For the verification, the model was operated in a dynamic simulation mode over several 31 day periods was evaluated against observations from a full scale IFAS system. The evaluation was performed for the semi-empirical and the biofilm 1D versions. While both versions were able to predict the average effluent ammonium-N, oxidized-N, reactor MLSS, MLVSS and waste sludge production accurately (within 10% for MLSS, MLVSS, WAS and N, 20% at N concentrations less than 1 mg/L), the biofilm 1D model was able to simulate the day-to-day variations in nitrogen forms better. Also, the biofilm 1D model was able to predict the biofilm thickness and growth to within 20% in each of the aerobic cells operated with media. Because of the significantly longer time required to run Biofilm 1D models and similarity in the results for steady state and average 31 day averages in a dynamic simulation mode, the semi-empirical model was used to analyze alternatives several alternatives for tertiary removal together with with limited number of runs of Biofilm 1D model.

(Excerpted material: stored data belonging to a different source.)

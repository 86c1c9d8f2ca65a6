//! Pipeline error types

use gigpulse_extract::{ExtractError, FetchError};
use gigpulse_notify::{NotifyError, SendError};
use gigpulse_snapshot::StoreError;
use gigpulse_synth::SynthError;
use gigpulse_tracker::TrackerError;
use std::path::PathBuf;

/// Invalid or unreadable configuration
#[derive(Debug, thiserror::Error)]
pub enum ConfigError {
    #[error("failed to read config file {path}: {source}")]
    Read {
        path: PathBuf,
        #[source]
        source: std::io::Error,
    },

    #[error("failed to parse config file {path}: {source}")]
    Parse {
        path: PathBuf,
        #[source]
        source: toml::de::Error,
    },

    #[error("invalid value for {name}: '{value}' ({reason})")]
    InvalidValue {
        name: &'static str,
        value: String,
        reason: String,
    },

    /// A setting that only works together with another one
    #[error("incomplete configuration: {0}")]
    Incomplete(String),

    /// An HTTP client could not be built from the settings
    #[error("client setup failed: {0}")]
    Client(String),
}

impl ConfigError {
    pub(crate) fn invalid(name: &'static str, value: impl Into<String>, reason: impl ToString) -> Self {
        Self::InvalidValue {
            name,
            value: value.into(),
            reason: reason.to_string(),
        }
    }
}

impl From<FetchError> for ConfigError {
    fn from(err: FetchError) -> Self {
        Self::Client(err.to_string())
    }
}

impl From<SendError> for ConfigError {
    fn from(err: SendError) -> Self {
        Self::Client(err.to_string())
    }
}

impl From<SynthError> for ConfigError {
    fn from(err: SynthError) -> Self {
        Self::Client(err.to_string())
    }
}

/// A stage that did not complete
#[derive(Debug, thiserror::Error)]
pub enum StageError {
    #[error(transparent)]
    Extract(#[from] ExtractError),

    #[error(transparent)]
    Fetch(#[from] FetchError),

    #[error(transparent)]
    Notify(#[from] NotifyError),

    #[error(transparent)]
    Tracker(#[from] TrackerError),

    #[error(transparent)]
    Store(#[from] StoreError),

    /// A collaborator the stage needs was not configured
    #[error("{0} is not configured")]
    NotConfigured(&'static str),

    /// An earlier stage did not leave what this one consumes
    #[error("missing input: {0}")]
    MissingInput(String),
}

impl StageError {
    /// The marketplace session needs a manual re-login
    #[inline]
    #[must_use]
    pub fn is_auth_expired(&self) -> bool {
        matches!(self, Self::Extract(e) if e.is_auth_expired())
    }
}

Several configurations were evaluated for an existing tertiary activated sludge system. The conditions evaluated were similar to those observed at the DCWASA (Blue Plains) plant. The system was operated with 40 to 60% aerobic volume and 40% post-anoxic volume (with methanol addition) at MLSS MCRTs (mean cell residence time) of 8 to 15 days. The plant can achieve near complete nitrification but suffers from partial loss of denitrification in winter (NOxN increases from 4 to 12 mg/L). Winter temperatures drop to a range between 13 and 15 C. The TSS, VSS and BOD5 loadings to the tertiary system can increase during wet weather conditions. This necessitates evaluation of both normal and wet-weather conditions for tertiary systems that are coupled to the performance of upstream secondary systems. The configurations evaluated included (a) activated sludge, (b) activated sludge with media added to the anoxic cells, and (c) activated sludge with media added to both anoxic and aerobic cells. Following the application of media with a biofilm surface area of 350 m2/m3, the model showed that the 201 effluent oxidized-N could be reduced from 11 mg/L to 5 mg/L, as simulated under winter wet weather conditions. These conditions were evaluated at denitrification rates observed for methanogenic bacteria (0.7 to 0.75 d-1 at 15 C). Additionally, methanol dosing can be increased
by 20 % during winter wet weather conditions without increasing the effluent COD to enhance the denitrification rates without impacting the effluent soluble COD (SCOD).
Several additional alternatives were considered for plants where a new tertiary tank can be added downstream of a high rate secondary treatment system similar to Harrisburg, PA. These alternatives include a new MBBR dedicated to nitrification and discharging directly to a denitrification filter (no clarifiers downstream of a MBBR), nitrification and denitrification cells within the same MBBR volume (40% aerobic, 40% anoxic, 20% reaeration), and nitrification and denitrification in an IFAS operated at a MLSS MCRT of 4 days within the same volume. In the MBBR, the effluent MLSS increased from 25 to 35 mg/L when methanol was added and the effluent oxidized-N decreased from 12 to 6 mg/L, while maintaining an effluent ammonium-N below 1.5 mg/L at 10 C. The biofilm specific surface area had to be increased from 150 to 225 m2/m3. The IFAS system, which can nitrify and denitrify in both the biofilm and the mixed liquor had 1000 mg/L MLSS and achieved better performance (<0.5 mg/L NH4N, 6 mg/L NOxN, lower effluent SCOD) at the same volume and media specific surface area as the nitrification MBBR. However, unlike the nitrifying MBBR which can discharge directly to a denitrification filter, it requires clarifiers instead of the denitrifying filter.